Here $\mathcal{T}$ is any class of functions $T:(\textbf{x}_{i},\textbf{y}_{i})\rightarrow\mathbb{R}$ that satisfies the integrability constraints of Donsker-Varadhan theorem. Under this setting, the authors in [31] use a neural network to model $\mathcal{T}$ , which converts the MI problem to a network optimization one, leveraging neural networks’ ability to approximate arbitrary complex functions.
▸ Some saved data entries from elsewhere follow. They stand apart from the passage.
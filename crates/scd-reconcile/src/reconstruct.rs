use chrono::NaiveDate;
use scd_schemas::{ScdError, ScdResult, SnapshotRow};

use crate::store::SyncView;

/// Rebuilds the snapshot of a date from interval records.
#[derive(Clone, Copy, Debug, Default)]
pub struct SnapshotReconstructor {
    allow_unsynced: bool,
}

impl SnapshotReconstructor {
    /// Reads of never-synced dates fail with `NotSynced`.
    pub fn strict() -> Self {
        Self {
            allow_unsynced: false,
        }
    }

    /// Reads of never-synced dates return whatever coverage happens to exist.
    pub fn permissive() -> Self {
        Self {
            allow_unsynced: true,
        }
    }

    pub fn new(allow_unsynced: bool) -> Self {
        Self { allow_unsynced }
    }

    pub fn allows_unsynced(&self) -> bool {
        self.allow_unsynced
    }

    /// One row per key covering `date`, ordered by key.
    pub fn get<V: SyncView + ?Sized>(&self, view: &V, date: NaiveDate) -> ScdResult<Vec<SnapshotRow>> {
        if !self.allow_unsynced && !view.is_synced(date)? {
            return Err(ScdError::NotSynced { date });
        }
        let mut rows: Vec<SnapshotRow> = view
            .records_covering(date)?
            .into_iter()
            .map(|r| SnapshotRow {
                key: r.key,
                attributes: r.attributes,
            })
            .collect();
        rows.sort();
        Ok(rows)
    }
}
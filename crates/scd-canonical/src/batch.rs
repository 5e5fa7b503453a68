//! Tabular input batches.
//!
//! A [`Batch`] is the raw, un-keyed form of one snapshot: a header plus rows
//! of nullable string cells. It can be built from CSV (header row required,
//! empty cells are NULL) or from a JSON array of objects.

use std::io::Read;

use scd_schemas::{SchemaError, ScdResult};
use serde_json::Value;

#[derive(Clone, Debug, Default, PartialEq, Eq)]
pub struct Batch {
    columns: Vec<String>,
    rows: Vec<Vec<Option<String>>>,
}

impl Batch {
    /// Every row must be exactly as wide as `columns`.
    pub fn new(columns: Vec<String>, rows: Vec<Vec<Option<String>>>) -> ScdResult<Self> {
        for (i, row) in rows.iter().enumerate() {
            if row.len() != columns.len() {
                return Err(SchemaError::RowWidth {
                    row: i,
                    expected: columns.len(),
                    got: row.len(),
                }
                .into());
            }
        }
        Ok(Self { columns, rows })
    }

    pub fn columns(&self) -> &[String] {
        &self.columns
    }

    pub fn rows(&self) -> &[Vec<Option<String>>] {
        &self.rows
    }

    pub fn len(&self) -> usize {
        self.rows.len()
    }

    pub fn is_empty(&self) -> bool {
        self.rows.is_empty()
    }

    // -----------------------------------------------------------------------
    // CSV
    // -----------------------------------------------------------------------

    pub fn from_csv_reader<R: Read>(reader: R) -> ScdResult<Self> {
        let mut rdr = csv::ReaderBuilder::new()
            .has_headers(true)
            .flexible(true)
            .trim(csv::Trim::All)
            .from_reader(reader);

        let columns: Vec<String> = rdr
            .headers()
            .map_err(not_tabular)?
            .iter()
            .map(str::to_string)
            .collect();
        if columns.is_empty() || columns.iter().all(String::is_empty) {
            return Err(SchemaError::NotTabular {
                reason: "csv has no header row".to_string(),
            }
            .into());
        }

        let mut rows = Vec::new();
        for rec in rdr.records() {
            let rec = rec.map_err(not_tabular)?;
            rows.push(
                rec.iter()
                    .map(|cell| (!cell.is_empty()).then(|| cell.to_string()))
                    .collect(),
            );
        }
        Self::new(columns, rows)
    }

    pub fn from_csv_str(src: &str) -> ScdResult<Self> {
        Self::from_csv_reader(src.as_bytes())
    }

    // -----------------------------------------------------------------------
    // JSON
    // -----------------------------------------------------------------------

    /// `[{"col": value, ...}, ...]`. Columns are the union of object keys in
    /// first-seen order; a key missing from one object is NULL in that row.
    pub fn from_json_records(value: &Value) -> ScdResult<Self> {
        let items = value.as_array().ok_or_else(|| SchemaError::NotTabular {
            reason: "json input must be an array of objects".to_string(),
        })?;

        let mut columns: Vec<String> = Vec::new();
        for (i, item) in items.iter().enumerate() {
            let obj = item.as_object().ok_or_else(|| SchemaError::NotTabular {
                reason: format!("json row {i} is not an object"),
            })?;
            for k in obj.keys() {
                if !columns.iter().any(|c| c == k) {
                    columns.push(k.clone());
                }
            }
        }

        let mut rows = Vec::with_capacity(items.len());
        for (i, item) in items.iter().enumerate() {
            let mut row = Vec::with_capacity(columns.len());
            for c in &columns {
                let cell = match item.get(c) {
                    None | Some(Value::Null) => None,
                    Some(Value::String(s)) => Some(s.clone()),
                    Some(Value::Number(n)) => Some(n.to_string()),
                    Some(Value::Bool(b)) => Some(b.to_string()),
                    Some(_) => {
                        return Err(SchemaError::NotTabular {
                            reason: format!("json row {i} column {c} is not a scalar"),
                        }
                        .into())
                    }
                };
                row.push(cell);
            }
            rows.push(row);
        }
        Self::new(columns, rows)
    }

    pub fn from_json_str(src: &str) -> ScdResult<Self> {
        let value: Value = serde_json::from_str(src).map_err(|e| SchemaError::NotTabular {
            reason: format!("invalid json: {e}"),
        })?;
        Self::from_json_records(&value)
    }
}

fn not_tabular(e: csv::Error) -> SchemaError {
    SchemaError::NotTabular {
        reason: format!("csv: {e}"),
    }
}
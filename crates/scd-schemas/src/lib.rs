//! scd-schemas
//!
//! Shared data model for slowly-changing-dimension (type 2) tables:
//! entity keys, attribute tuples, interval rows, sync-log entries, sync
//! results and the error taxonomy every other crate speaks.
//!
//! Pure types. No IO, no wall-clock.

mod error;
mod sync;
mod types;

pub use error::*;
pub use sync::*;
pub use types::*;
Consider an SL framework where x and y are the batched inputs and outputs of the split network, and we are interested in finding how much information about x can be inferred from y. To do so, we need to estimate the MI between them. Ref. [31] says that this MI is lower bounded by (5). Let $T$ be a neural network. Then, the expectations in (5) are empirically estimated by sampling from joint distribution as $(\textbf{x},\textbf{y})\sim\mathbb{P}_{\textbf{XY}}$ and from marginals by shuffling y across the batch axis to get $(\textbf{x},\overline{\textbf{y}})$ . In other words, in $(\textbf{x},\textbf{y})$ the input-output relationship is intact, whereas, in $(\textbf{x},\overline{\textbf{y}})$ , this relationship has been broken. The network $T$ is trained by maximizing (5). Thus, if MI between a batched x and y is large, (5) computed using a trained network $T$ will be high, and vice versa. We demonstrate this effect in detail in Section IV-E1.

III Proposed Split Learning Framework for Electricity Load Forecasting

In this section, we first discuss the proposed system model, the adversarial model, the FEDformer model split and their internal modules, followed by our proposed split learning framework and its training methodology.

III-A System Model

We consider a three-tier system model with four major entities, as shown in Fig. 2. On top, we have the electricity Service Provider; in the middle, we have Grid Stations responsible for distributing electricity to the individual districts/neighbourhoods. The lowest tier comprises smart meter clients (industrial, commercial, or residential) lumped into neighbourhoods. Under this model, the SP is an organization which procures electricity from various providers and is responsible for meeting the energy requirements of all connected GSs. Moreover, the smart meters can connect to their GS using a secure communications protocol, e.g., cellular network or power-line communications. The GSs are connected to SP via a private network or the Internet. The SP can not connect directly with any client and has to go through the GS to communicate with a client. The objective is to learn a DL time series prediction model, using a split learning framework, on all clients’ data without compromising the individual clients’ privacy. Once trained, the entire model will be accessible to the SP, and the SP can effectively perform medium to long-term load forecasting for any client from any neighbourhood.

III-B Adversary Model

In this paper, we assume a modest security environment, i.e., the GS, SP, and the clients are honest-but-curious [34, 28]. Thus, the participants may not try to poison the training process; however, both the GS and SP may collude to infer information about clients’ private data as they have access to the entire model and the client-side split layer activations (details in Section III-D). Furthermore, external adversaries or some malicious clients may try to intercept the split layer activations sent by the other clients to GS to extract their private data. Thus, the attack model considered here is the model inversion attack, which aims to extract clients’ sensitive data given only their activations. Under this attack, the objective of the adversary is to find a function $\mathcal{G}$ which can infer the client’s private data X from its split activations A as $\textbf{X}=\mathcal{G}(\textbf{A})$ . However, in practice, this inference need not be exact, as a close approximation of the client’s data is usually enough.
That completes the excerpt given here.